Messi Elmer Castro, mestre em segurança pública, cidadania e direitos humanos pela Universidade do Estado do Amazonas, disse ao G1 que o problema está no combate aos crimes violentos, que não é feito da forma adequada.
“A violência urbana é um problema complexo que engloba diversos fatores para que a gente possa enfrentá-la de modo adequado”, diz. “Há, sim, uma relação muito direta com o enfrentamento das drogas ilícitas. Por isso, é importante que haja uma política sobre as drogas, que possa fazer frente ao modo de tratamento que a gente tem hoje. Enfrentando, com racionalidade, com inteligência, o problema.”

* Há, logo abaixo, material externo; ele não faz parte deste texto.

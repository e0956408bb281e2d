//! Saturating-curve fit of a stability metric against reference size.
//!
//! Convergence of percentile estimates follows an inverse-square-root law,
//! so the metric median per N is fitted as y = intercept + slope / sqrt(N)
//! by closed-form least squares. N* is the smallest observed N at which the
//! fitted curve has exhausted all but a configured fraction of its total
//! improvement. Sparse or flat curves degrade to a null N* with a
//! diagnostic; many protocols simply do not have enough data for a fit.

use serde::{Deserialize, Serialize};
use thiserror::Error;

const ERROR_TOO_FEW_POINTS: &str = "PE-FIT-1001";
const ERROR_DEGENERATE_INPUTS: &str = "PE-FIT-1002";
const ERROR_LOW_R2: &str = "PE-FIT-1003";

/// Minimum number of distinct N values a fit needs.
pub const MIN_FIT_POINTS: usize = 3;

/// One aggregated observation: metric median at reference size N.
#[derive(Debug, Clone, Copy, PartialEq, Serialize, Deserialize)]
pub struct FitPoint {
    pub n: usize,
    pub value: f64,
}

/// Least-squares parameters of y = intercept + slope / sqrt(N).
#[derive(Debug, Clone, Copy, PartialEq, Serialize, Deserialize)]
pub struct InverseSqrtFit {
    pub intercept: f64,
    pub slope: f64,
    pub r2: f64,
}

impl InverseSqrtFit {
    pub fn predict(&self, n: usize) -> f64 {
        self.intercept + self.slope / (n as f64).sqrt()
    }
}

/// Why a fit produced no usable N*.
#[derive(Debug, Error, Clone, Copy, PartialEq, Serialize, Deserialize)]
pub enum FitDiagnostic {
    #[error("{available} distinct N values, {required} required")]
    TooFewPoints { available: usize, required: usize },
    #[error("metric values carry no variance to fit")]
    DegenerateInputs,
    #[error("fit r2 {r2} below usability threshold {threshold}")]
    LowR2 { r2: f64, threshold: f64 },
}

impl FitDiagnostic {
    pub fn stable_code(&self) -> &'static str {
        match self {
            Self::TooFewPoints { .. } => ERROR_TOO_FEW_POINTS,
            Self::DegenerateInputs => ERROR_DEGENERATE_INPUTS,
            Self::LowR2 { .. } => ERROR_LOW_R2,
        }
    }
}

/// Plateau estimate with fit parameters and failure diagnostics. Either
/// `n_star` is present, or `diagnostic` explains its absence.
#[derive(Debug, Clone, Copy, PartialEq, Serialize, Deserialize)]
pub struct NStarEstimate {
    pub n_star: Option<usize>,
    pub fit: Option<InverseSqrtFit>,
    pub plateau_fraction: f64,
    pub diagnostic: Option<FitDiagnostic>,
}

/// Closed-form least squares of y on 1/sqrt(N).
pub fn fit_inverse_sqrt(points: &[FitPoint]) -> Result<InverseSqrtFit, FitDiagnostic> {
    let mut distinct: Vec<usize> = points.iter().map(|p| p.n).collect();
    distinct.sort_unstable();
    distinct.dedup();
    if distinct.len() < MIN_FIT_POINTS {
        return Err(FitDiagnostic::TooFewPoints {
            available: distinct.len(),
            required: MIN_FIT_POINTS,
        });
    }

    let xs: Vec<f64> = points.iter().map(|p| 1.0 / (p.n as f64).sqrt()).collect();
    let ys: Vec<f64> = points.iter().map(|p| p.value).collect();
    let count = points.len() as f64;
    let mean_x = xs.iter().sum::<f64>() / count;
    let mean_y = ys.iter().sum::<f64>() / count;

    let mut covariance = 0.0;
    let mut variance_x = 0.0;
    for (x, y) in xs.iter().zip(&ys) {
        covariance += (x - mean_x) * (y - mean_y);
        variance_x += (x - mean_x) * (x - mean_x);
    }
    if variance_x <= 0.0 {
        return Err(FitDiagnostic::DegenerateInputs);
    }
    let slope = covariance / variance_x;
    let intercept = mean_y - slope * mean_x;

    let mut ss_res = 0.0;
    let mut ss_tot = 0.0;
    for (x, y) in xs.iter().zip(&ys) {
        let predicted = intercept + slope * x;
        ss_res += (y - predicted) * (y - predicted);
        ss_tot += (y - mean_y) * (y - mean_y);
    }
    if ss_tot <= 0.0 {
        return Err(FitDiagnostic::DegenerateInputs);
    }

    Ok(InverseSqrtFit {
        intercept,
        slope,
        r2: 1.0 - ss_res / ss_tot,
    })
}

/// Fits the curve and locates the plateau. Never errors: insufficient or
/// unusable data yields a null N* with the reason attached.
pub fn estimate_n_star(
    points: &[FitPoint],
    plateau_fraction: f64,
    r2_threshold: f64,
) -> NStarEstimate {
    let fit = match fit_inverse_sqrt(points) {
        Ok(fit) => fit,
        Err(diagnostic) => {
            return NStarEstimate {
                n_star: None,
                fit: None,
                plateau_fraction,
                diagnostic: Some(diagnostic),
            }
        }
    };

    if !fit.r2.is_finite() || fit.r2 < r2_threshold {
        return NStarEstimate {
            n_star: None,
            fit: Some(fit),
            plateau_fraction,
            diagnostic: Some(FitDiagnostic::LowR2 {
                r2: fit.r2,
                threshold: r2_threshold,
            }),
        };
    }

    let mut ns: Vec<usize> = points.iter().map(|p| p.n).collect();
    ns.sort_unstable();
    ns.dedup();

    let predictions: Vec<f64> = ns.iter().map(|n| fit.predict(*n)).collect();
    let max_predicted = predictions.iter().copied().fold(f64::NEG_INFINITY, f64::max);
    let target = fit.intercept + plateau_fraction * (max_predicted - fit.intercept);

    let n_star = ns
        .iter()
        .zip(&predictions)
        .find(|(_, predicted)| **predicted <= target)
        .map(|(n, _)| *n)
        .or_else(|| ns.last().copied());

    NStarEstimate {
        n_star,
        fit: Some(fit),
        plateau_fraction,
        diagnostic: None,
    }
}

#[cfg(test)]
mod tests {
    use super::*;

    fn curve(intercept: f64, slope: f64, ns: &[usize]) -> Vec<FitPoint> {
        ns.iter()
            .map(|n| FitPoint {
                n: *n,
                value: intercept + slope / (*n as f64).sqrt(),
            })
            .collect()
    }

    // ── fit_inverse_sqrt ──────────────────────────────────────────

    #[test]
    fn exact_curve_is_recovered() {
        let points = curve(0.02, 0.5, &[10, 20, 30, 50, 75, 100]);
        let fit = fit_inverse_sqrt(&points).expect("fit");
        assert!((fit.intercept - 0.02).abs() < 1e-9);
        assert!((fit.slope - 0.5).abs() < 1e-9);
        assert!((fit.r2 - 1.0).abs() < 1e-9);
    }

    #[test]
    fn too_few_distinct_points_is_diagnosed() {
        let points = curve(0.02, 0.5, &[10, 20]);
        let err = fit_inverse_sqrt(&points).unwrap_err();
        assert_eq!(err.stable_code(), "PE-FIT-1001");
        assert_eq!(
            err,
            FitDiagnostic::TooFewPoints {
                available: 2,
                required: 3
            }
        );
    }

    #[test]
    fn flat_metric_curve_is_degenerate() {
        let points: Vec<FitPoint> = [10, 20, 30]
            .iter()
            .map(|n| FitPoint { n: *n, value: 0.05 })
            .collect();
        let err = fit_inverse_sqrt(&points).unwrap_err();
        assert_eq!(err.stable_code(), "PE-FIT-1002");
    }

    // ── estimate_n_star ───────────────────────────────────────────

    #[test]
    fn n_star_lands_where_improvement_is_spent() {
        let ns = [10, 50, 100, 500, 1_100, 2_000];
        let points = curve(0.01, 0.4, &ns);
        let estimate = estimate_n_star(&points, 0.10, 0.5);
        // 90% of the fitted improvement over N=10 is spent by N=1100
        assert_eq!(estimate.n_star, Some(1_100));
        let fit = estimate.fit.expect("fit");
        let target = fit.intercept + 0.10 * (fit.predict(10) - fit.intercept);
        assert!(fit.predict(1_100) <= target);
        assert!(fit.predict(500) > target);
    }

    #[test]
    fn n_star_falls_back_to_largest_observed_n() {
        // slope so shallow relative to the plateau band that no observed N
        // reaches the target
        let points = curve(0.01, 0.4, &[10, 12, 14]);
        let estimate = estimate_n_star(&points, 0.01, 0.5);
        assert_eq!(estimate.n_star, Some(14));
        assert!(estimate.diagnostic.is_none());
    }

    #[test]
    fn noisy_curve_below_r2_threshold_has_null_n_star() {
        let points = vec![
            FitPoint { n: 10, value: 0.05 },
            FitPoint { n: 20, value: 0.30 },
            FitPoint { n: 30, value: 0.02 },
            FitPoint { n: 50, value: 0.28 },
            FitPoint { n: 75, value: 0.04 },
        ];
        let estimate = estimate_n_star(&points, 0.10, 0.9);
        assert_eq!(estimate.n_star, None);
        assert!(matches!(
            estimate.diagnostic,
            Some(FitDiagnostic::LowR2 { .. })
        ));
        // fit parameters are still reported for diagnostics
        assert!(estimate.fit.is_some());
    }

    #[test]
    fn sparse_curve_has_null_n_star_not_a_panic() {
        let estimate = estimate_n_star(&[], 0.10, 0.5);
        assert_eq!(estimate.n_star, None);
        assert_eq!(
            estimate.diagnostic,
            Some(FitDiagnostic::TooFewPoints {
                available: 0,
                required: 3
            })
        );
    }
}
impl StabilityExperiment {
    pub fn new(config: ExperimentConfig) -> Result<Self, ConfigError> {
        config.validate()?;
        Ok(Self { config })
    }

    pub fn config(&self) -> &ExperimentConfig {
        &self.config
    }

    pub fn run(
        &self,
        datasets: &[ProtocolDataset],
        aliases: &StructureAliasTable,
    ) -> StabilityReport {
        self.run_with_cancellation(datasets, aliases, &CancellationFlag::new())
    }

    /// Runs the experiment, checking `cancel` between cells. A cancelled
    /// run returns valid partial aggregates and `cancelled = true`.
    pub fn run_with_cancellation(
        &self,
        datasets: &[ProtocolDataset],
        aliases: &StructureAliasTable,
        cancel: &CancellationFlag,
    ) -> StabilityReport {
        let sizes = self.config.normalized_sample_sizes();
        let mut events = Vec::new();
        let mut skipped = Vec::new();
        let mut prepared: Vec<PreparedProtocol> = Vec::new();

        for dataset in datasets {
            match self.prepare_protocol(dataset, aliases, &sizes) {
                Ok(protocol) => {
                    events.push(StabilityLogEvent {
                        component: STABILITY_COMPONENT.to_string(),
                        protocol: Some(dataset.protocol_name.clone()),
                        event: "train_test_split".to_string(),
                        outcome: "ok".to_string(),
                        error_code: None,
                    });
                    prepared.push(protocol);
                }
                Err(reason) => {
                    events.push(StabilityLogEvent {
                        component: STABILITY_COMPONENT.to_string(),
                        protocol: Some(dataset.protocol_name.clone()),
                        event: "protocol_skipped".to_string(),
                        outcome: reason.to_string(),
                        error_code: Some(reason.stable_code().to_string()),
                    });
                    skipped.push(SkippedProtocol {
                        protocol_name: dataset.protocol_name.clone(),
                        plans_total: dataset.evaluations.len(),
                        reason,
                    });
                }
            }
        }

        // Generic pooled reference across all prepared protocols; only
        // needed when shrinkage is configured.
        let generic_reference = self.config.shrinkage.as_ref().map(|_| {
            PopulationReference::merge(
                "pooled",
                prepared.iter().map(|p| &p.full_reference),
                self.config.min_observations,
            )
        });

        let mut protocols = Vec::new();
        let mut cancelled = false;
        let mut total_runs = 0;

        for protocol in &prepared {
            if cancel.is_cancelled() {
                cancelled = true;
                break;
            }
            let outcome =
                self.run_protocol(protocol, generic_reference.as_ref(), cancel, &mut events);
            cancelled = cancelled || cancel.is_cancelled();
            total_runs += outcome.runs.len();
            protocols.push(outcome);
        }

        events.push(StabilityLogEvent {
            component: STABILITY_COMPONENT.to_string(),
            protocol: None,
            event: "experiment_completed".to_string(),
            outcome: if cancelled { "cancelled" } else { "ok" }.to_string(),
            error_code: None,
        });

        StabilityReport {
            config: self.config.clone(),
            protocols,
            skipped,
            events,
            cancelled,
            total_runs,
        }
    }

    /// Compiles the catalog, matches plans, applies eligibility, and
    /// freezes the train/test split.
    fn prepare_protocol(
        &self,
        dataset: &ProtocolDataset,
        aliases: &StructureAliasTable,
        sizes: &[usize],
    ) -> Result<PreparedProtocol, SkipReason> {
        let catalog = ProtocolCatalog::compile(
            &dataset.protocol_name,
            &dataset.constraints,
            &self.config.weight_policy,
        );
        if catalog.is_empty() {
            return Err(SkipReason::MissingConstraints);
        }

        let plans: Vec<Plan> = dataset
            .evaluations
            .iter()
            .filter(|evaluation| evaluation.is_approved)
            .map(|evaluation| {
                Plan::match_evaluation(
                    evaluation,
                    &catalog,
                    aliases,
                    self.config.min_structure_overlap,
                )
            })
            .collect();
        if validate_unique_identities(&plans).is_err() {
            return Err(SkipReason::DuplicatePlanIdentity);
        }

        // Eligibility: scoreable against the full-cohort reference.
        let cohort_reference =
            PopulationReference::build(&catalog, &plans, self.config.min_observations);
        let eligible: Vec<Plan> = plans
            .iter()
            .filter(|plan| score_plan(*plan, &cohort_reference).composite.is_some())
            .cloned()
            .collect();
        if eligible.is_empty() {
            return Err(SkipReason::NoEligiblePlans);
        }

        let eligible_count = eligible.len();
        let min_size = *sizes.first().expect("validated non-empty");
        let mut test_size = (self.config.test_fraction * eligible_count as f64).round() as usize;
        test_size = test_size.max(self.config.test_min);
        let max_test = eligible_count.saturating_sub(min_size);
        if max_test == 0 {
            return Err(SkipReason::InsufficientPlansForSplit);
        }
        test_size = test_size.min(max_test);
        if test_size < self.config.test_min {
            return Err(SkipReason::TestSetBelowMinimum);
        }

        let mut rng = DeterministicRng::seeded(derive_split_seed(
            self.config.base_seed,
            &dataset.protocol_name,
        ));
        let permuted = permutation(&mut rng, eligible_count);
        let test: Vec<Plan> = permuted[..test_size]
            .iter()
            .map(|i| eligible[*i].clone())
            .collect();
        let train: Vec<Plan> = permuted[test_size..]
            .iter()
            .map(|i| eligible[*i].clone())
            .collect();

        let feasible_sizes: Vec<usize> = sizes
            .iter()
            .copied()
            .filter(|size| *size <= train.len())
            .collect();
        if feasible_sizes.is_empty() {
            return Err(SkipReason::NoFeasibleSampleSize);
        }

        Ok(PreparedProtocol {
            catalog,
            full_reference: cohort_reference,
            train,
            test,
            plans_total: dataset.evaluations.len(),
            plans_eligible: eligible_count,
            feasible_sizes,
        })
    }

    fn run_protocol(
        &self,
        protocol: &PreparedProtocol,
        generic: Option<&PopulationReference>,
        cancel: &CancellationFlag,
        events: &mut Vec<StabilityLogEvent>,
    ) -> ProtocolStability {
        let baseline_reference = PopulationReference::build(
            &protocol.catalog,
            &protocol.train,
            self.config.min_observations,
        );
        let baseline_scores =
            self.score_test_set(protocol, &baseline_reference, protocol.train.len(), generic);

        let mut runs: Vec<StabilityRun> = Vec::new();
        let mut completed_sizes: Vec<usize> = Vec::new();
        for &n in &protocol.feasible_sizes {
            if cancel.is_cancelled() {
                break;
            }
            let mut cell_runs = self.run_cell(protocol, generic, &baseline_scores, n);
            runs.append(&mut cell_runs);
            completed_sizes.push(n);
            events.push(StabilityLogEvent {
                component: STABILITY_COMPONENT.to_string(),
                protocol: Some(protocol.catalog.protocol_name.clone()),
                event: format!("cell_aggregated_n{n}"),
                outcome: "ok".to_string(),
                error_code: None,
            });
        }

        // Deterministic regardless of completion order.
        runs.sort_by_key(|run| (run.n, run.iteration));

        // Cells interrupted by cancellation are omitted rather than
        // reported as empty; finished cells stay valid.
        let cells: Vec<CellSummary> = completed_sizes
            .iter()
            .map(|&n| aggregate_cell(n, self.config.bootstraps, &runs))
            .collect();

        let fit_points: Vec<FitPoint> = cells
            .iter()
            .filter_map(|cell| {
                cell.mae.as_ref().map(|mae| FitPoint {
                    n: cell.n,
                    value: mae.median,
                })
            })
            .collect();
        let n_star = estimate_n_star(
            &fit_points,
            self.config.plateau_fraction,
            self.config.fit_r2_threshold,
        );
        events.push(StabilityLogEvent {
            component: STABILITY_COMPONENT.to_string(),
            protocol: Some(protocol.catalog.protocol_name.clone()),
            event: "plateau_fit".to_string(),
            outcome: if n_star.n_star.is_some() { "ok" } else { "not_usable" }.to_string(),
            error_code: n_star.diagnostic.map(|d| d.stable_code().to_string()),
        });

        ProtocolStability {
            protocol_name: protocol.catalog.protocol_name.clone(),
            plans_total: protocol.plans_total,
            plans_eligible: protocol.plans_eligible,
            train_size: protocol.train.len(),
            test_size: protocol.test.len(),
            constraints_total: protocol.full_reference.constraints_total(),
            constraints_with_values: protocol.full_reference.constraints_with_values(),
            feasible_sample_sizes: protocol.feasible_sizes.clone(),
            test_plan_ids: protocol.test.iter().map(|p| p.plan_id.clone()).collect(),
            runs,
            cells,
            n_star,
        }
    }

    /// Runs every bootstrap iteration of one (protocol, N) cell, fanning
    /// out over scoped workers when configured.
    fn run_cell(
        &self,
        protocol: &PreparedProtocol,
        generic: Option<&PopulationReference>,
        baseline_scores: &[Option<f64>],
        n: usize,
    ) -> Vec<StabilityRun> {
        let iterations: Vec<u32> = (0..self.config.bootstraps).collect();
        if self.config.worker_threads <= 1 {
            return iterations
                .iter()
                .filter_map(|&iteration| {
                    self.run_iteration(protocol, generic, baseline_scores, n, iteration)
                })
                .collect();
        }

        let chunk_len = iterations.len().div_ceil(self.config.worker_threads);
        let mut runs = Vec::new();
        thread::scope(|scope| {
            let handles: Vec<_> = iterations
                .chunks(chunk_len)
                .map(|chunk| {
                    scope.spawn(move || {
                        chunk
                            .iter()
                            .filter_map(|&iteration| {
                                self.run_iteration(
                                    protocol,
                                    generic,
                                    baseline_scores,
                                    n,
                                    iteration,
                                )
                            })
                            .collect::<Vec<_>>()
                    })
                })
                .collect();
            for handle in handles {
                runs.extend(handle.join().expect("bootstrap worker panicked"));
            }
        });
        runs
    }

    /// One bootstrap iteration. `None` when too few test plans were
    /// jointly scoreable.
    fn run_iteration(
        &self,
        protocol: &PreparedProtocol,
        generic: Option<&PopulationReference>,
        baseline_scores: &[Option<f64>],
        n: usize,
        iteration: u32,
    ) -> Option<StabilityRun> {
        let seed = derive_cell_seed(
            self.config.base_seed,
            &protocol.catalog.protocol_name,
            n,
            iteration,
        );
        let mut rng = DeterministicRng::seeded(seed);
        let indices = bootstrap_indices(&mut rng, protocol.train.len(), n);
        let sample_reference = PopulationReference::build(
            &protocol.catalog,
            indices.iter().map(|i| &protocol.train[*i]),
            self.config.min_observations,
        );
        let sample_scores = self.score_test_set(protocol, &sample_reference, n, generic);

        let mut sampled = Vec::new();
        let mut baseline = Vec::new();
        for (sample, full) in sample_scores.iter().zip(baseline_scores) {
            if let (Some(sample), Some(full)) = (sample, full) {
                sampled.push(*sample);
                baseline.push(*full);
            }
        }
        if sampled.len() < self.config.min_valid_plans {
            return None;
        }

        Some(StabilityRun {
            n,
            iteration,
            valid_plans: sampled.len(),
            mae: mean_absolute_error(&sampled, &baseline)?,
            ks: ks_distance(&sampled, &baseline)?,
            wasserstein: wasserstein_distance(&sampled, &baseline)?,
            bottom_decile_agreement: bottom_decile_agreement(&sampled, &baseline)?,
        })
    }

    /// Scores the held-out set against a reference, blending with the
    /// pooled reference when shrinkage is configured.
    fn score_test_set(
        &self,
        protocol: &PreparedProtocol,
        reference: &PopulationReference,
        reference_plan_count: usize,
        generic: Option<&PopulationReference>,
    ) -> Vec<Option<f64>> {
        match (self.config.shrinkage.as_ref(), generic) {
            (Some(settings), Some(generic)) => {
                let blended = blend(reference, generic, reference_plan_count, settings.k)
                    .expect("validated shrinkage constant");
                protocol
                    .test
                    .iter()
                    .map(|plan| score_plan(plan, &blended).composite)
                    .collect()
            }
            _ => protocol
                .test
                .iter()
                .map(|plan| score_plan(plan, reference).composite)
                .collect(),
        }
    }
}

Segundo ele, a população mais vulnerável é hoje a mais impactada por essa dinâmica criminal. “As pessoas mais vulneráveis ficam à margem dos grupos organizados, que exploram esse tipo de atividade. A proposta contemporânea a respeito desse tema é que se tenha uma nova proposta de política criminal sobre as drogas ilícitas, seja no âmbito federal ou na redefinição da jurisprudência.
Para Bruno Paes Manso, do NEV-USP, o balanço da variação dos homicídios no Brasil no primeiro semestre de 2021 traz alguns motivos para comemoração e outros de preocupação.
“A queda de 8% é importante, com destaque para o estado do Ceará, que em 2020 tinha liderado o crescimento de mortes intencionais violentas. Neste semestre, foi o que mais reduziu entre as 27 unidades da federação. Houve queda em 21 estados do Brasil, enquanto seis registraram aumentos. Difícil apontar as causas no calor dos fatos, mas a força da pandemia em todo o semestre e o distanciamento social podem ter contribuído para a redução de conflitos nas ruas”, diz.
“Os motivos para o alerta vêm da região Norte. Roraima (40%) e Amazonas (36%) ficaram nos primeiros lugares entre os que mais cresceram, justamente estados onde os conflitos em áreas indígenas foram mais intensos, com suspeita de participação do crime organizado na invasão de terras.
Samira Bueno, diretora-executiva do Fórum Brasileiro de Segurança Pública, afirma que é preciso destinar esforços para a contenção da violência letal na região, que está associada à atuação de organizações criminosas que migraram do Sudeste e passaram a brigar com facções locais. “Ou seja, o problema é nacional.”
Além disso, ela chama a atenção para o arrefecimento do ritmo de queda nos últimos três meses. “Os homicídios ficaram muito elevados no 1º trimestre de 2020 por conta do motim da PM no Ceará, o que fez explodir os assassinatos no estado e aumentar o número nacional”, diz. Em maio e junho de 2020 e 2021, por exemplo, os números de crimes violentos são muito próximos.
Samira também diz que houve uma tendência de queda nos homicídios nos períodos em que o isolamento foi mais rígido.